For decades presidents of both parties have failed to take action as the attacks on our way of life have grown ever more outrageous.  Presidential passivity makes the perpetrators bolder and more dangerous.  It also atrophies our capacity to change course and take effective action.

No, I'm not talking about terrorists this time.  I have the federal courts in mind.  The Supreme Court issued a decision yesterday in Hamdan v. Rumsfeld   which may have finally superceded Roe v. Wade as the most arrogant and unprincipled judicial assertion of power since Hammurabi promulgated his code.

The Court had no authority to hear the case, both because a statute clearly deprived it of jurisdiction and because the case presented questions no court is competent to address.  If the Court was going to ignore these trifling impediments and decide the case anyway it should have issued a laugh track instead of an opinion.  The case was utterly without merit.

Nonetheless the Court issued an opinion, a number of them in fact.  Five Justices agreed that the President of the United States does not have the power to constitute military tribunals for the purpose of trying terrorists for violating the laws of war.

The irony here is exquisite.

Article III of the Constitution leaves the definition of the Supreme Court's appellate jurisdiction up to Congress. In the Detainee Treatment Act of 2005 (DTA) Congress very clearly gave the Circuit Court for the District of Columbia Circuit exclusive jurisdiction over Hamdan's habeas corpus petition.  After the effective date of that statute the Supreme Court had no more authority to decide Hamdan's case than the Arizona Liquor Control Board or the World Court in The Hague.

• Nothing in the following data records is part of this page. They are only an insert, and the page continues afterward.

//! Clap derive structures for the `pifleet` CLI.
//!
//! Defines the command tree, global flags, and shared value enums.

use std::path::PathBuf;

use clap::{Args, Parser, Subcommand, ValueEnum};

use pifleet_core::TimeScale;

// ── Top-Level CLI ────────────────────────────────────────────────────

/// pifleet -- manage a fleet of Pi-hole v6 appliances
#[derive(Debug, Parser)]
#[command(
    name = "pifleet",
    version,
    about = "Manage a fleet of Pi-hole appliances from the command line",
    long_about = "Keeps sessions alive across several Pi-hole v6 appliances, runs \
        blocking controls on one or all of them, and replicates groups, lists, \
        domains and clients from a designated reference instance.",
    propagate_version = true,
    subcommand_required = true,
    arg_required_else_help = true
)]
pub struct Cli {
    #[command(flatten)]
    pub global: GlobalOpts,

    #[command(subcommand)]
    pub command: Command,
}

// ── Global Options ───────────────────────────────────────────────────

#[derive(Debug, Args)]
pub struct GlobalOpts {
    /// Settings file (defaults to the platform config directory)
    #[arg(long, env = "PIFLEET_CONFIG", global = true, value_name = "PATH")]
    pub config: Option<PathBuf>,

    /// Instance collection file (overrides the settings)
    #[arg(long, env = "PIFLEET_INSTANCES", global = true, value_name = "PATH")]
    pub instances: Option<PathBuf>,

    /// Output format (defaults to the settings, then `table`)
    #[arg(long, short = 'o', env = "PIFLEET_OUTPUT", global = true)]
    pub output: Option<OutputFormat>,

    /// Increase verbosity (-v, -vv, -vvv)
    #[arg(long, short = 'v', action = clap::ArgAction::Count, global = true)]
    pub verbose: u8,

    /// Suppress non-error output
    #[arg(long, short = 'q', global = true)]
    pub quiet: bool,

    /// Skip confirmation prompts
    #[arg(long, short = 'y', global = true)]
    pub yes: bool,

    /// Accept self-signed TLS certificates
    #[arg(long, short = 'k', global = true)]
    pub insecure: bool,

    /// Request timeout in seconds for every appliance call
    #[arg(long, global = true, value_name = "SECS")]
    pub timeout: Option<u64>,
}

impl GlobalOpts {
    /// Output format once settings have been applied.
    pub fn format(&self) -> OutputFormat {
        self.output.unwrap_or_default()
    }
}

// ── Shared Enums ─────────────────────────────────────────────────────

#[derive(Debug, Clone, Copy, Default, PartialEq, Eq, ValueEnum)]
pub enum OutputFormat {
    /// Pretty table (default, interactive)
    #[default]
    Table,
    /// Pretty-printed JSON
    Json,
    /// Compact single-line JSON
    JsonCompact,
    /// YAML
    Yaml,
    /// Plain text, one value per line (scripting)
    Plain,
}

#[derive(Debug, Clone, Copy, Default, PartialEq, Eq, ValueEnum)]
pub enum DurationUnit {
    #[default]
    Seconds,
    Minutes,
    Hours,
    Days,
}

impl From<DurationUnit> for TimeScale {
    fn from(unit: DurationUnit) -> Self {
        match unit {
            DurationUnit::Seconds => Self::Seconds,
            DurationUnit::Minutes => Self::Minutes,
            DurationUnit::Hours => Self::Hours,
            DurationUnit::Days => Self::Days,
        }
    }
}

#[derive(Debug, Clone, Copy, PartialEq, Eq, ValueEnum)]
pub enum SyncTarget {
    Groups,
    Lists,
    Domains,
    Clients,
    /// Every kind, groups first
    All,
}

// ── Top-Level Command Enum ───────────────────────────────────────────

#[derive(Debug, Subcommand)]
pub enum Command {
    /// Manage the stored instances
    #[command(alias = "inst", alias = "i")]
    Instances(InstancesArgs),

    /// Refresh and show session status
    #[command(alias = "st")]
    Status(StatusArgs),

    /// Pause DNS blocking
    Pause(PauseArgs),

    /// Resume DNS blocking
    Resume(TargetArgs),

    /// Restart the DNS resolver
    Restart(TargetArgs),

    /// Rebuild the gravity block database
    Gravity(TargetArgs),

    /// Replicate configuration from the reference instance
    Sync(SyncArgs),

    /// Show query statistics for one instance
    Stats(StatsArgs),

    /// Refresh statuses periodically until interrupted
    Watch(WatchArgs),

    /// Manage settings
    Config(ConfigArgs),

    /// Generate shell completions
    Completions(CompletionsArgs),
}

// ── Instances ────────────────────────────────────────────────────────

#[derive(Debug, Args)]
pub struct InstancesArgs {
    #[command(subcommand)]
    pub command: InstancesCommand,
}

#[derive(Debug, Subcommand)]
pub enum InstancesCommand {
    /// List stored instances
    #[command(alias = "ls")]
    List,

    /// Add an instance and authenticate against it
    Add {
        /// Display name
        name: String,

        /// Base URL, e.g. http://192.168.1.2
        url: String,

        /// Application password (prompted when omitted)
        #[arg(long, env = "PIFLEET_API_KEY", hide_env_values = true)]
        api_key: Option<String>,

        /// Make this instance the reference
        #[arg(long)]
        reference: bool,
    },

    /// Change an instance's settings
    Edit {
        id: u32,

        #[arg(long)]
        name: Option<String>,

        #[arg(long)]
        url: Option<String>,

        #[arg(long)]
        api_key: Option<String>,

        /// Set or clear the reference role
        #[arg(long, value_name = "BOOL")]
        reference: Option<bool>,
    },

    /// Remove an instance
    #[command(alias = "rm")]
    Remove { id: u32 },

    /// Make an instance the reference
    SetReference { id: u32 },
}

// ── Status / Controls ────────────────────────────────────────────────

#[derive(Debug, Args)]
pub struct StatusArgs {
    /// Instance id (all instances when omitted)
    pub id: Option<u32>,
}

/// One instance by id, or the whole fleet.
#[derive(Debug, Args)]
#[group(required = true, multiple = false)]
pub struct TargetArgs {
    /// Instance id
    pub id: Option<u32>,

    /// Apply to every instance
    #[arg(long)]
    pub all: bool,
}

#[derive(Debug, Args)]
pub struct PauseArgs {
    #[command(flatten)]
    pub target: TargetArgs,

    /// How long to pause for
    #[arg(long, short = 'd')]
    pub duration: u64,

    /// Unit of --duration
    #[arg(long, short = 'u', default_value = "seconds")]
    pub unit: DurationUnit,
}

#[derive(Debug, Args)]
pub struct SyncArgs {
    /// What to replicate
    pub target: SyncTarget,
}

#[derive(Debug, Args)]
pub struct StatsArgs {
    pub id: u32,
}

#[derive(Debug, Args)]
pub struct WatchArgs {
    /// Seconds between refreshes (overrides the settings)
    #[arg(long, short = 'i')]
    pub interval: Option<u64>,
}

// ── Config / Completions ─────────────────────────────────────────────

#[derive(Debug, Args)]
pub struct ConfigArgs {
    #[command(subcommand)]
    pub command: ConfigCommand,
}

#[derive(Debug, Subcommand)]
pub enum ConfigCommand {
    /// Display the resolved settings
    Show,

    /// Write a settings file with guided setup
    Init,

    /// Print the settings file path
    Path,
}

#[derive(Debug, Args)]
pub struct CompletionsArgs {
    /// Shell to generate completions for
    pub shell: clap_complete::Shell,
}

And yet five Justices have the temerity to use that case as a vehicle for pronouncing that  the President is acting beyond his proper authority.  Forget the old joke about the parricidal orphan; we have a new definition of chutzpah. 

Justice Stevens writing for the Court goes through all kinds of gyrations trying to get around the clear language of section.  He breaks out all the tools of statutory analysis including legislative history and uses them to construct a long convoluted argument which is entirely beside the point.  Those tools are for discerning meaning where the legislature has been obscure.  When Congress makes itself perfectly clear, those tools are useless, and the DTA is perfectly clear.

Justice Stevens' jurisdictional argument is like a fumbled conjuring trick.  It is painfully transparent.  There is no plausible justification for the Court to reach the merits in Hamdan.  Justice Stevens could have reduced one whole section of his opinion to six words:  'We don't need no stinking jurisdiction.' 

But let's forget about jurisdiction for the moment.  What about the merits?  Does the President need a permission slip from Congress before he can set up tribunals to try and punish people who wage war against us without regard to any legal or moral restraints?  To ask the question clearly is to answer it.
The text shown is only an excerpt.